Se pensava que depois das tempestades que assolaram o País o céu traria descanso e sol, prepare-se: Portugal recebe, já esta semana, poeiras do Deserto do Saara, transportadas desde o Norte de África.
O CM falou com o especialista da Faculdade de Ciências da Universidade de Lisboa, Ricardo Dias, que explicou tudo sobre este fenómeno.
O que são as poeiras do Saara e como se formam?
As poeiras do Saara são partículas finas que são levantadas da superfície do deserto por fenómenos atmosféricos e ventos fortes. Estas partículas entram em circulação na atmosfera e podem percorrer milhares de quilómetros até chegar ao destino final. São um fenómeno natural que acontece há muitos anos e já foi documentado cientificamente desde a década de 1950.
Neste caso específico, as poeiras tiveram origem numa zona pouco habitual, no Chade, onde uma tempestade levantou poeira de um lago seco. A massa de partículas foi empurrada pelos ventos através do Atlântico Norte, passando pelas Canárias e Madeira antes de chegar a Portugal Continental. Segundo o especialista, “é resultado das alterações nos fenómenos meteorológicos, com novas rotas a serem observadas”, algo que explica a variação no trajeto destas poeiras.
Porque é que estão a chegar a Portugal neste momento?
O transporte das poeiras segue “autoestradas atmosféricas”, que são rotas definidas pelos padrões de vento e pressão. Quando os sistemas meteorológicos mudam, como por exemplo a posição dos anticiclones, essas poeiras podem seguir caminhos diferentes. “Às vezes, em vez de virem pelas autoestradas, acabam por ir por estradas secundárias”, explicou o investigador, numa metáfora que ajuda a compreender o fenómeno.
Que impactos poderão ter na sociedade?
Segundo Ricardo Dias, como Portugal tem humidade elevada e há previsão de chuva, o mais evidente será a deposição de poeiras nas superfícies, por exemplo, em carros e janelas.
Quando isso acontece, as partículas depositam-se no solo em vez de permanecerem em suspensão no ar, reduzindo o risco de problemas respiratórios graves.
Isto significa que, neste caso, o risco para a saúde pública poderá ser menor do que noutros episódios mais intensos, já que as partículas permanecem menos tempo em suspensão. Ainda assim, podem verificar-se alterações na qualidade do ar e a redução temporária da visibilidade.
Que cuidados a população deve adotar?
As recomendações do especialista seguem a linha das orientações divulgadas pela Direção-Geral de Saúde.

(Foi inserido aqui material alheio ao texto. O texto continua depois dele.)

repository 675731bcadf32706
//! Data structures and preprocessing module
//!
//! Provides the labeled document type, CSV ingestion with missing-value and
//! duplicate removal, and the stratified train/test split.

mod corpus;
mod document;
mod split;

pub use corpus::{Corpus, PreprocessStats};
pub use document::{Document, Label, RawRecord};
pub use split::{Split, SplitIndices, StratifiedSplit};

use thiserror::Error;

/// Errors raised while loading, cleaning or splitting data
#[derive(Error, Debug)]
pub enum DataError {
    #[error("I/O error: {0}")]
    Io(#[from] std::io::Error),

    #[error("CSV error: {0}")]
    Csv(#[from] csv::Error),

    #[error("Input is missing the required {0:?} column")]
    MissingColumn(String),

    #[error("Unknown label {value:?} in record {row}")]
    UnknownLabel { row: usize, value: String },

    #[error("Corpus is empty after removing missing and duplicate rows")]
    EmptyCorpus,

    #[error("Class {label} has {count} member(s), at least {required} are needed to stratify")]
    InsufficientClassMembers {
        label: Label,
        count: usize,
        required: usize,
    },

    #[error("Split of {n_samples} rows leaves a partition smaller than the number of classes")]
    SplitTooSmall { n_samples: usize },

    #[error("Invalid test fraction: {0}")]
    InvalidFraction(f64),

    #[error("Dimension mismatch: {rows} feature rows but {labels} labels")]
    DimensionMismatch { rows: usize, labels: usize },
}
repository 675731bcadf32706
//! Text processing
//!
//! Includes:
//! - Normalization (lowercasing, URL and non-letter stripping)
//! - TF-IDF vectorization over word n-grams

mod normalizer;
mod vectorizer;

pub use normalizer::{normalize, normalize_text, TextStats};
pub use vectorizer::{SparseVector, TfIdfVectorizer};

Idosos, crianças e pessoas com doenças respiratórias ou cardiovasculares devem evitar exposições prolongadas ao ar livre e atividades físicas intensas no exterior.
É também aconselhável manter portas e janelas fechadas durante os períodos de maior concentração de poeiras.

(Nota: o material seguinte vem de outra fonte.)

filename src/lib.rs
//! # Fake News ML
//!
//! Classifies news articles as real or fake from their title and body.
//!
//! ## Modules
//!
//! - `data` - Dataset loading, preprocessing and stratified splitting
//! - `nlp` - Text normalization and TF-IDF vectorization
//! - `features` - Truncated SVD projection, numeric scaling, feature fusion
//! - `models` - Logistic regression, random forest, voting ensemble
//! - `selection` - Stratified k-fold and grid search
//! - `metrics` - Classification report, confusion matrix, ROC/AUC
//! - `pipeline` - End-to-end training and evaluation
//! - `utils` - Configuration

pub mod data;
pub mod features;
pub mod metrics;
pub mod models;
pub mod nlp;
pub mod pipeline;
pub mod selection;
pub mod utils;

pub use data::{Corpus, DataError, Document, Label, RawRecord, Split, StratifiedSplit};
pub use features::{FeatureArtifacts, FeatureBuilder, FeatureError};
pub use metrics::{ClassificationReport, ConfusionMatrix, RocCurve};
pub use models::{Capability, Classifier, LogisticRegression, Model, ModelError, RandomForest, VotingClassifier};
pub use nlp::{normalize, normalize_text, TextStats, TfIdfVectorizer};
pub use pipeline::{EvaluationRecord, Evaluator, Pipeline, PipelineError, PipelineReport, TrainedModels};
pub use selection::{GridSearch, GridSearchResult, ParamGrid, StratifiedKFold};
pub use utils::config::{load_config, ConfigError, PipelineConfig};

/// Prelude module for convenient imports
pub mod prelude {
    pub use crate::data::{Corpus, Document, Label, Split, StratifiedSplit};
    pub use crate::features::{FeatureArtifacts, FeatureBuilder};
    pub use crate::models::{Capability, Classifier, Model};
    pub use crate::pipeline::{Evaluator, Pipeline, PipelineReport};
    pub use crate::utils::config::PipelineConfig;
}
//! Exhaustive grid search for the random forest
//!
//! Candidates are scored by mean F1 (fake as positive) over stratified
//! folds of the training partition. Fold evaluations run on the rayon
//! pool but are gathered in enumeration order.

use super::cross_validation::{CVScores, StratifiedKFold};
use super::SelectionError;
use crate::data::Label;
use crate::metrics::f1_score;
use crate::models::{Classifier, ForestConfig, RandomForest};
use ndarray::{Array1, Array2, Axis};
use rayon::prelude::*;
use serde::{Deserialize, Serialize};
use std::fmt;
use tracing::{debug, info};

/// Random forest hyperparameter grid
#[derive(Debug, Clone, PartialEq, Serialize, Deserialize)]
#[serde(default)]
pub struct ParamGrid {
    pub n_trees: Vec<usize>,
    /// `None` grows trees until their leaves are pure
    #[serde(with = "depth_list")]
    pub max_depth: Vec<Option<usize>>,
}

impl Default for ParamGrid {
    fn default() -> Self {
        Self {
            n_trees: vec![100, 200],
            max_depth: vec![None, Some(10), Some(20)],
        }
    }
}

impl ParamGrid {
    pub fn len(&self) -> usize {
        self.n_trees.len() * self.max_depth.len()
    }

    pub fn is_empty(&self) -> bool {
        self.len() == 0
    }

    /// Candidates with `max_depth` as the outer loop and `n_trees` inner
    pub fn candidates(&self) -> Vec<ForestParams> {
        self.max_depth
            .iter()
            .flat_map(|&max_depth| {
                self.n_trees
                    .iter()
                    .map(move |&n_trees| ForestParams { n_trees, max_depth })
            })
            .collect()
    }
}

/// Depth lists accept integers, `"none"`/`"unbounded"` or `null`
mod depth_list {
    use serde::de::Error;
    use serde::{Deserialize, Deserializer, Serialize, Serializer};

    #[derive(Serialize, Deserialize)]
    #[serde(untagged)]
    enum Depth {
        Limit(usize),
        Keyword(String),
        Null(()),
    }

    pub fn serialize<S: Serializer>(depths: &[Option<usize>], serializer: S) -> Result<S::Ok, S::Error> {
        depths
            .iter()
            .map(|d| match d {
                Some(limit) => Depth::Limit(*limit),
                None => Depth::Keyword("none".to_string()),
            })
            .collect::<Vec<_>>()
            .serialize(serializer)
    }

    pub fn deserialize<'de, D: Deserializer<'de>>(deserializer: D) -> Result<Vec<Option<usize>>, D::Error> {
        Vec::<Depth>::deserialize(deserializer)?
            .into_iter()
            .map(|d| match d {
                Depth::Limit(limit) => Ok(Some(limit)),
                Depth::Null(()) => Ok(None),
                Depth::Keyword(k) if k.eq_ignore_ascii_case("none") || k.eq_ignore_ascii_case("unbounded") => Ok(None),
                Depth::Keyword(k) => Err(D::Error::custom(format!("invalid max_depth entry: {:?}", k))),
            })
            .collect()
    }
}

/// One point of the grid
#[derive(Debug, Clone, Copy, PartialEq, Eq, Serialize)]
pub struct ForestParams {
    pub n_trees: usize,
    pub max_depth: Option<usize>,
}

impl ForestParams {
    pub fn forest_config(&self, seed: u64) -> ForestConfig {
        ForestConfig {
            n_trees: self.n_trees,
            max_depth: self.max_depth,
            seed,
            ..Default::default()
        }
    }
}

impl fmt::Display for ForestParams {
    fn fmt(&self, f: &mut fmt::Formatter<'_>) -> fmt::Result {
        match self.max_depth {
            Some(d) => write!(f, "n_trees={}, max_depth={}", self.n_trees, d),
            None => write!(f, "n_trees={}, max_depth=None", self.n_trees),
        }
    }
}

/// Cross-validated score of one candidate
#[derive(Debug, Clone, Serialize)]
pub struct CandidateScore {
    pub params: ForestParams,
    pub scores: CVScores,
}

/// Outcome of a grid search
#[derive(Debug, Clone)]
pub struct GridSearchResult {
    pub best_params: ForestParams,
    pub best_score: f64,
    /// Every candidate in enumeration order
    pub candidates: Vec<CandidateScore>,
    /// Best configuration refit on all training rows
    pub best_model: RandomForest,
}

/// Grid search over [`ParamGrid`] with stratified k-fold scoring
#[derive(Debug, Clone)]
pub struct GridSearch {
    grid: ParamGrid,
    n_folds: usize,
    seed: u64,
}

impl GridSearch {
    pub fn new(grid: ParamGrid, n_folds: usize, seed: u64) -> Self {
        Self { grid, n_folds, seed }
    }

    pub fn grid(&self) -> &ParamGrid {
        &self.grid
    }

    pub fn fit(&self, x: &Array2<f64>, y: &Array1<f64>) -> Result<GridSearchResult, SelectionError> {
        if self.grid.is_empty() {
            return Err(SelectionError::EmptyGrid);
        }
        if x.nrows() != y.len() {
            return Err(SelectionError::DimensionMismatch {
                rows: x.nrows(),
                labels: y.len(),
            });
        }

        let labels: Vec<Label> = y.iter().map(|&t| Label::from_target(t)).collect();
        let folds = StratifiedKFold::new(self.n_folds)?.split(&labels)?;
        let candidates = self.grid.candidates();

        info!(
            candidates = candidates.len(),
            folds = folds.len(),
            rows = x.nrows(),
            "Starting grid search"
        );

        let tasks: Vec<(usize, usize)> = (0..candidates.len())
            .flat_map(|c| (0..folds.len()).map(move |f| (c, f)))
            .collect();

        let fold_scores = tasks
            .par_iter()
            .map(|&(c, f)| -> Result<f64, SelectionError> {
                let split = &folds[f];
                let x_train = x.select(Axis(0), &split.train_indices);
                let y_train = y.select(Axis(0), &split.train_indices);
                let x_val = x.select(Axis(0), &split.test_indices);
                let y_val = y.select(Axis(0), &split.test_indices);

                let mut forest = RandomForest::new(candidates[c].forest_config(self.seed));
                forest.fit(&x_train, &y_train)?;
                let predictions = forest.predict(&x_val)?;
                Ok(f1_score(&y_val, &predictions))
            })
            .collect::<Result<Vec<f64>, SelectionError>>()?;

        let scored: Vec<CandidateScore> = candidates
            .iter()
            .zip(fold_scores.chunks(folds.len()))
            .map(|(&params, chunk)| CandidateScore {
                params,
                scores: CVScores::from_scores(chunk.to_vec()),
            })
            .collect();

        let mut best = 0;
        for (i, candidate) in scored.iter().enumerate() {
            debug!(params = %candidate.params, cv = %candidate.scores.summary(), "Scored candidate");
            if candidate.scores.mean > scored[best].scores.mean {
                best = i;
            }
        }

        let best_params = scored[best].params;
        let best_score = scored[best].scores.mean;
        info!(params = %best_params, f1 = best_score, "Selected best candidate");

        let mut best_model = RandomForest::new(best_params.forest_config(self.seed));
        best_model.fit(x, y)?;

        Ok(GridSearchResult {
            best_params,
            best_score,
            candidates: scored,
            best_model,
        })
    }
}

#[cfg(test)]
mod tests {
    use super::*;
    use rand::{Rng, SeedableRng};
    use rand_chacha::ChaCha8Rng;

    fn data() -> (Array2<f64>, Array1<f64>) {
        let mut rng = ChaCha8Rng::seed_from_u64(11);
        let n = 36;
        let mut x = Array2::<f64>::zeros((n, 2));
        let mut y = Array1::<f64>::zeros(n);
        for i in 0..n {
            let fake = i % 3 == 0;
            let center = if fake { 1.5 } else { -1.5 };
            x[[i, 0]] = center + rng.gen_range(-1.0..1.0);
            x[[i, 1]] = rng.gen_range(-1.0..1.0);
            y[i] = if fake { 1.0 } else { 0.0 };
        }
        (x, y)
    }

    fn small_grid() -> ParamGrid {
        ParamGrid {
            n_trees: vec![3, 5],
            max_depth: vec![None, Some(2)],
        }
    }

    #[test]
    fn test_candidate_order() {
        let candidates = ParamGrid::default().candidates();
        assert_eq!(candidates.len(), 6);
        assert_eq!(candidates[0], ForestParams { n_trees: 100, max_depth: None });
        assert_eq!(candidates[1], ForestParams { n_trees: 200, max_depth: None });
        assert_eq!(candidates[2], ForestParams { n_trees: 100, max_depth: Some(10) });
        assert_eq!(candidates[5], ForestParams { n_trees: 200, max_depth: Some(20) });
    }

    #[test]
    fn test_grid_search_selects_best_mean() {
        let (x, y) = data();
        let result = GridSearch::new(small_grid(), 3, 42).fit(&x, &y).unwrap();

        assert_eq!(result.candidates.len(), 4);
        assert!(result.candidates.iter().all(|c| c.scores.scores.len() == 3));

        let max_mean = result
            .candidates
            .iter()
            .map(|c| c.scores.mean)
            .fold(f64::NEG_INFINITY, f64::max);
        let first_best = result
            .candidates
            .iter()
            .find(|c| c.scores.mean == max_mean)
            .unwrap();

        assert_eq!(result.best_params, first_best.params);
        assert_eq!(result.best_score, max_mean);
        assert_eq!(result.best_model.n_trees(), result.best_params.n_trees);
    }

    #[test]
    fn test_grid_search_deterministic() {
        let (x, y) = data();
        let search = GridSearch::new(small_grid(), 3, 7);
        let a = search.fit(&x, &y).unwrap();
        let b = search.fit(&x, &y).unwrap();

        assert_eq!(a.best_params, b.best_params);
        let a_scores: Vec<f64> = a.candidates.iter().map(|c| c.scores.mean).collect();
        let b_scores: Vec<f64> = b.candidates.iter().map(|c| c.scores.mean).collect();
        assert_eq!(a_scores, b_scores);
    }

    #[test]
    fn test_errors() {
        let (x, y) = data();
        let empty = ParamGrid {
            n_trees: vec![],
            max_depth: vec![None],
        };
        assert!(matches!(
            GridSearch::new(empty, 3, 1).fit(&x, &y),
            Err(SelectionError::EmptyGrid)
        ));
        assert!(matches!(
            GridSearch::new(small_grid(), 1, 1).fit(&x, &y),
            Err(SelectionError::InvalidFolds(1))
        ));

        let tiny_x = x.slice(ndarray::s![..2, ..]).to_owned();
        let tiny_y = y.slice(ndarray::s![..2]).to_owned();
        assert!(matches!(
            GridSearch::new(small_grid(), 3, 1).fit(&tiny_x, &tiny_y),
            Err(SelectionError::TooFewSamples { .. })
        ));
    }

    #[test]
    fn test_depth_serde() {
        let grid: ParamGrid = serde_json::from_str(r#"{"max_depth": [null, "none", 4]}"#).unwrap();
        assert_eq!(grid.max_depth, vec![None, None, Some(4)]);
        assert_eq!(grid.n_trees, vec![100, 200]);

        let json = serde_json::to_string(&grid).unwrap();
        assert!(json.contains(r#""none""#));

        assert!(serde_json::from_str::<ParamGrid>(r#"{"max_depth": ["deep"]}"#).is_err());
    }
}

Ricardo Dias sublinha, no entanto, que “já houve episódios muito mais agressivos”, com níveis de poeira bastante superiores aos expectáveis neste caso.
Há apenas riscos associados a este fenómeno?

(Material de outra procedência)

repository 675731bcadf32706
//! Bybit API Client for Cryptocurrency Market Data
//!
//! This module provides a reusable client for fetching historical and real-time
//! cryptocurrency data from Bybit exchange.
//!
//! # Examples
//!
//! ```no_run
//! use bybit_client::{BybitClient, Interval};
//! use chrono::{Utc, Duration};
//!
//! #[tokio::main]
//! async fn main() -> Result<(), Box<dyn std::error::Error>> {
//!     let client = BybitClient::new();
//!
//!     // Fetch 1-hour candles for BTC/USDT
//!     let end_time = Utc::now();
//!     let start_time = end_time - Duration::days(7);
//!
//!     let candles = client
//!         .get_klines("BTCUSDT", Interval::OneHour, start_time, end_time)
//!         .await?;
//!
//!     println!("Fetched {} candles", candles.len());
//!     Ok(())
//! }
//! ```

use anyhow::{Context, Result};
use chrono::{DateTime, Utc};
use reqwest::Client;
use serde::{Deserialize, Serialize};
use std::time::Duration as StdDuration;
use tokio::time::sleep;

/// Bybit API base URL for V5 API
const BYBIT_API_V5: &str = "https://api.bybit.com/v5";

/// Rate limit: Max requests per minute
const RATE_LIMIT_PER_MINUTE: u32 = 120;

/// Time interval for candlestick data
#[derive(Debug, Clone, Copy)]
pub enum Interval {
    OneMinute,
    ThreeMinutes,
    FiveMinutes,
    FifteenMinutes,
    ThirtyMinutes,
    OneHour,
    TwoHours,
    FourHours,
    SixHours,
    TwelveHours,
    OneDay,
    OneWeek,
    OneMonth,
}

impl Interval {
    /// Convert interval to Bybit API format
    pub fn as_str(&self) -> &'static str {
        match self {
            Interval::OneMinute => "1",
            Interval::ThreeMinutes => "3",
            Interval::FiveMinutes => "5",
            Interval::FifteenMinutes => "15",
            Interval::ThirtyMinutes => "30",
            Interval::OneHour => "60",
            Interval::TwoHours => "120",
            Interval::FourHours => "240",
            Interval::SixHours => "360",
            Interval::TwelveHours => "720",
            Interval::OneDay => "D",
            Interval::OneWeek => "W",
            Interval::OneMonth => "M",
        }
    }
}

/// Candlestick (OHLCV) data
#[derive(Debug, Clone, Serialize, Deserialize)]
pub struct Candle {
    /// Opening timestamp (milliseconds)
    pub timestamp: i64,
    /// Opening price
    pub open: f64,
    /// Highest price
    pub high: f64,
    /// Lowest price
    pub low: f64,
    /// Closing price
    pub close: f64,
    /// Trading volume
    pub volume: f64,
    /// Turnover (volume * price)
    pub turnover: f64,
}

/// Response from Bybit klines endpoint
#[derive(Debug, Deserialize)]
struct KlineResponse {
    #[serde(rename = "retCode")]
    ret_code: i32,
    #[serde(rename = "retMsg")]
    ret_msg: String,
    result: KlineResult,
}

#[derive(Debug, Deserialize)]
struct KlineResult {
    category: String,
    symbol: String,
    list: Vec<Vec<String>>,
}

/// Market ticker data
#[derive(Debug, Clone, Serialize, Deserialize)]
pub struct Ticker {
    pub symbol: String,
    pub last_price: f64,
    pub bid_price: f64,
    pub ask_price: f64,
    pub volume_24h: f64,
    pub price_change_percent_24h: f64,
}

/// Bybit API client
pub struct BybitClient {
    client: Client,
    rate_limiter: RateLimiter,
}

impl BybitClient {
    /// Create a new Bybit client
    pub fn new() -> Self {
        Self {
            client: Client::builder()
                .timeout(StdDuration::from_secs(30))
                .build()
                .expect("Failed to create HTTP client"),
            rate_limiter: RateLimiter::new(RATE_LIMIT_PER_MINUTE),
        }
    }

    /// Fetch historical candlestick data
    ///
    /// # Arguments
    /// * `symbol` - Trading pair (e.g., "BTCUSDT")
    /// * `interval` - Time interval for candles
    /// * `start_time` - Start of time range
    /// * `end_time` - End of time range
    ///
    /// # Returns
    /// Vector of candles sorted by timestamp (oldest first)
    pub async fn get_klines(
        &self,
        symbol: &str,
        interval: Interval,
        start_time: DateTime<Utc>,
        end_time: DateTime<Utc>,
    ) -> Result<Vec<Candle>> {
        let mut all_candles = Vec::new();
        let mut current_start = start_time;

        // Bybit returns max 1000 candles per request
        let max_candles_per_request = 1000;

        while current_start < end_time {
            // Rate limiting
            self.rate_limiter.wait_if_needed().await;

            let url = format!(
                "{}/market/kline?category=spot&symbol={}&interval={}&start={}&end={}&limit={}",
                BYBIT_API_V5,
                symbol,
                interval.as_str(),
                current_start.timestamp_millis(),
                end_time.timestamp_millis(),
                max_candles_per_request
            );

            let response = self
                .client
                .get(&url)
                .send()
                .await
                .context("Failed to send request to Bybit")?;

            let kline_response: KlineResponse = response
                .json()
                .await
                .context("Failed to parse Bybit response")?;

            if kline_response.ret_code != 0 {
                anyhow::bail!(
                    "Bybit API error: {} (code: {})",
                    kline_response.ret_msg,
                    kline_response.ret_code
                );
            }

            if kline_response.result.list.is_empty() {
                break;
            }

            // Parse candles
            for kline in &kline_response.result.list {
                if kline.len() < 7 {
                    continue;
                }

                let candle = Candle {
                    timestamp: kline[0].parse()?,
                    open: kline[1].parse()?,
                    high: kline[2].parse()?,
                    low: kline[3].parse()?,
                    close: kline[4].parse()?,
                    volume: kline[5].parse()?,
                    turnover: kline[6].parse()?,
                };

                all_candles.push(candle);
            }

            // Move to next batch
            if let Some(last_candle) = all_candles.last() {
                current_start = DateTime::from_timestamp_millis(last_candle.timestamp)
                    .context("Invalid timestamp")?;
                current_start = current_start + chrono::Duration::milliseconds(1);
            } else {
                break;
            }

            // Check if we've reached the end
            if kline_response.result.list.len() < max_candles_per_request {
                break;
            }
        }

        // Sort by timestamp (oldest first)
        all_candles.sort_by_key(|c| c.timestamp);

        Ok(all_candles)
    }

    /// Get current market ticker
    pub async fn get_ticker(&self, symbol: &str) -> Result<Ticker> {
        self.rate_limiter.wait_if_needed().await;

        let url = format!(
            "{}/market/tickers?category=spot&symbol={}",
            BYBIT_API_V5, symbol
        );

        let response = self.client.get(&url).send().await?;
        let json: serde_json::Value = response.json().await?;

        let ret_code = json["retCode"].as_i64().unwrap_or(-1);
        if ret_code != 0 {
            anyhow::bail!("Bybit API error: {}", json["retMsg"]);
        }

        let ticker_data = &json["result"]["list"][0];

        Ok(Ticker {
            symbol: ticker_data["symbol"]
                .as_str()
                .unwrap_or(symbol)
                .to_string(),
            last_price: ticker_data["lastPrice"]
                .as_str()
                .unwrap_or("0")
                .parse()?,
            bid_price: ticker_data["bid1Price"]
                .as_str()
                .unwrap_or("0")
                .parse()?,
            ask_price: ticker_data["ask1Price"]
                .as_str()
                .unwrap_or("0")
                .parse()?,
            volume_24h: ticker_data["volume24h"]
                .as_str()
                .unwrap_or("0")
                .parse()?,
            price_change_percent_24h: ticker_data["price24hPcnt"]
                .as_str()
                .unwrap_or("0")
                .parse()?,
        })
    }

    /// Get list of available symbols
    pub async fn get_symbols(&self) -> Result<Vec<String>> {
        self.rate_limiter.wait_if_needed().await;

        let url = format!("{}/market/instruments-info?category=spot", BYBIT_API_V5);

        let response = self.client.get(&url).send().await?;
        let json: serde_json::Value = response.json().await?;

        let ret_code = json["retCode"].as_i64().unwrap_or(-1);
        if ret_code != 0 {
            anyhow::bail!("Bybit API error: {}", json["retMsg"]);
        }

        let symbols: Vec<String> = json["result"]["list"]
            .as_array()
            .unwrap_or(&vec![])
            .iter()
            .filter_map(|item| item["symbol"].as_str().map(|s| s.to_string()))
            .collect();

        Ok(symbols)
    }
}

impl Default for BybitClient {
    fn default() -> Self {
        Self::new()
    }
}

/// Simple rate limiter
struct RateLimiter {
    requests_per_minute: u32,
    last_request: std::sync::Mutex<Option<std::time::Instant>>,
}

impl RateLimiter {
    fn new(requests_per_minute: u32) -> Self {
        Self {
            requests_per_minute,
            last_request: std::sync::Mutex::new(None),
        }
    }

    async fn wait_if_needed(&self) {
        let min_interval = StdDuration::from_secs(60) / self.requests_per_minute;

        let mut last = self.last_request.lock().unwrap();
        if let Some(last_time) = *last {
            let elapsed = last_time.elapsed();
            if elapsed < min_interval {
                let wait_time = min_interval - elapsed;
                drop(last); // Release lock before sleeping
                sleep(wait_time).await;
                let mut last = self.last_request.lock().unwrap();
                *last = Some(std::time::Instant::now());
            } else {
                *last = Some(std::time::Instant::now());
            }
        } else {
            *last = Some(std::time::Instant::now());
        }
    }
}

Não. O especialista fez questão de sublinhar que estas poeiras também podem trazer benefícios. Sendo provenientes de um lago seco rico em minerais, é expectável que apresentem uma composição mineral significativa, o que pode ser benéfico para os solos agrícolas.
Além disso, podem transportar microrganismos que, em alguns casos, têm potencial benéfico para a agricultura e até interesse biotecnológico. “Muitas vezes pensamos apenas nos riscos, mas também há benefícios associados a estas poeiras”, sublinha.
Este tipo de fenómeno está a tornar-se mais frequente?
Há registos científicos desde 1953, quando uma massa de poeiras da Argélia atingiu o Alentejo. Segundo o investigador, a frequência anual não apresenta alterações claras.
O que tem mudado são as características dos episódios. “A frequência mantém-se, mas os fenómenos são cada vez mais diferentes”, afirma. Variam as rotas, a origem, a composição e, em alguns casos, a intensidade. Há uma maior diversidade e imprevisibilidade nos trajetos destas massas de poeira.
A mensagem final do especialista é clara: trata-se de um fenómeno natural, conhecido e estudado há décadas. Apesar dos cuidados necessários, não deve gerar alarmismo, sendo importante olhar para ele de forma equilibrada, reconhecendo tanto os riscos como os possíveis benefícios.